LISTED RECORDS:
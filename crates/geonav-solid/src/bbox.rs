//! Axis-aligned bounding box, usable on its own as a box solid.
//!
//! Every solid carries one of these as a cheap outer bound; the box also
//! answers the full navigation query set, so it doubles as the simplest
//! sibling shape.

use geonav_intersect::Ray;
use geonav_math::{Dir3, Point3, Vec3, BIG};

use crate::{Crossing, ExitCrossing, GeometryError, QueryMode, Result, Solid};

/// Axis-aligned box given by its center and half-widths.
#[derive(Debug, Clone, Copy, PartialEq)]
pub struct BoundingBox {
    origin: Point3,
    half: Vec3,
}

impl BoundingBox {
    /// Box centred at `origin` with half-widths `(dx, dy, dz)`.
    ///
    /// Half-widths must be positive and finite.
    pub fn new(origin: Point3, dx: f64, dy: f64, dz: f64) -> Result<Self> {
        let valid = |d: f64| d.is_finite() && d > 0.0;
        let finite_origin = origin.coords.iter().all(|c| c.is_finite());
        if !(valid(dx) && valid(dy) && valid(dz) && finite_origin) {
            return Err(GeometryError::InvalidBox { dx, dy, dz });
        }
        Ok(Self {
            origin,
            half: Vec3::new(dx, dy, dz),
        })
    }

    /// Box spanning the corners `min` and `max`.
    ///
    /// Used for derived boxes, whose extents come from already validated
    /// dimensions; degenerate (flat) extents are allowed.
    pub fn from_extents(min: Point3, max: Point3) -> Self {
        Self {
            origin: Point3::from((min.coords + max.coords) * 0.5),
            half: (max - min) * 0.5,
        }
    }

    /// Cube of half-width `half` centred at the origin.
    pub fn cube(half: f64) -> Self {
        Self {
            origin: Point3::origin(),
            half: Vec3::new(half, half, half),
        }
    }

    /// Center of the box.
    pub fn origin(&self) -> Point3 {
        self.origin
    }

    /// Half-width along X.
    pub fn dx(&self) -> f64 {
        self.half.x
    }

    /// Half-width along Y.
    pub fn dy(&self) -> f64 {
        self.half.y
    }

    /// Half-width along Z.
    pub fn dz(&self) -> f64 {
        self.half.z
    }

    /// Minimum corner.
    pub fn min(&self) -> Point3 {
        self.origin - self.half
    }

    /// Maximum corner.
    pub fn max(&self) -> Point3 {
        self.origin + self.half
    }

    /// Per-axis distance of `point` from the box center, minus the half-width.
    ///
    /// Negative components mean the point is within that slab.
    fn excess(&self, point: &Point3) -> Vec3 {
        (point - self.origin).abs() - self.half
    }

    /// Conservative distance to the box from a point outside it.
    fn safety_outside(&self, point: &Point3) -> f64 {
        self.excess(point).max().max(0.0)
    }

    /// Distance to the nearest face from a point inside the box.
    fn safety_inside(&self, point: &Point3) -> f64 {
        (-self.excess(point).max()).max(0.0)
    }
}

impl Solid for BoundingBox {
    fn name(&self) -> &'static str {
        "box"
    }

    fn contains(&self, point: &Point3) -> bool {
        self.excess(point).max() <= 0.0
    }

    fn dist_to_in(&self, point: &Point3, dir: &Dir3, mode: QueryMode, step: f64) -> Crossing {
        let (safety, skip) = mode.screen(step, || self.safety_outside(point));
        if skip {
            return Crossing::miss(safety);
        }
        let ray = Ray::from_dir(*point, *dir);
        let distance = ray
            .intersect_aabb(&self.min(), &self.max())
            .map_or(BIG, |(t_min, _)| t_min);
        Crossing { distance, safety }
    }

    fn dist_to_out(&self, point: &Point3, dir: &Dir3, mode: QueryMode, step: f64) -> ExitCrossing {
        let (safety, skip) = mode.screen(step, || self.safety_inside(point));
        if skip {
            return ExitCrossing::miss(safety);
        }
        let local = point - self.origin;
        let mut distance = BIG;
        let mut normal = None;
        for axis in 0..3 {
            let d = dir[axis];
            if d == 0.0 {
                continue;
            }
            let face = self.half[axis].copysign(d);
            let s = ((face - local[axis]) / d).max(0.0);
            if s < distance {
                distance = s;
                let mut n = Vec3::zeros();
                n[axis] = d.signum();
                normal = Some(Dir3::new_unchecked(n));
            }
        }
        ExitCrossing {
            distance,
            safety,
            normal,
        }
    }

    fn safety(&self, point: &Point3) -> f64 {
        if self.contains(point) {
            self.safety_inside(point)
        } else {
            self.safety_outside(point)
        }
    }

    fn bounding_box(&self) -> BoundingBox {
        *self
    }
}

WORK TO BE COMPLETED: Respond with only the number of lines in the data that include the string "GeometryError".

SOLUTION FOR THIS PROBLEM: 2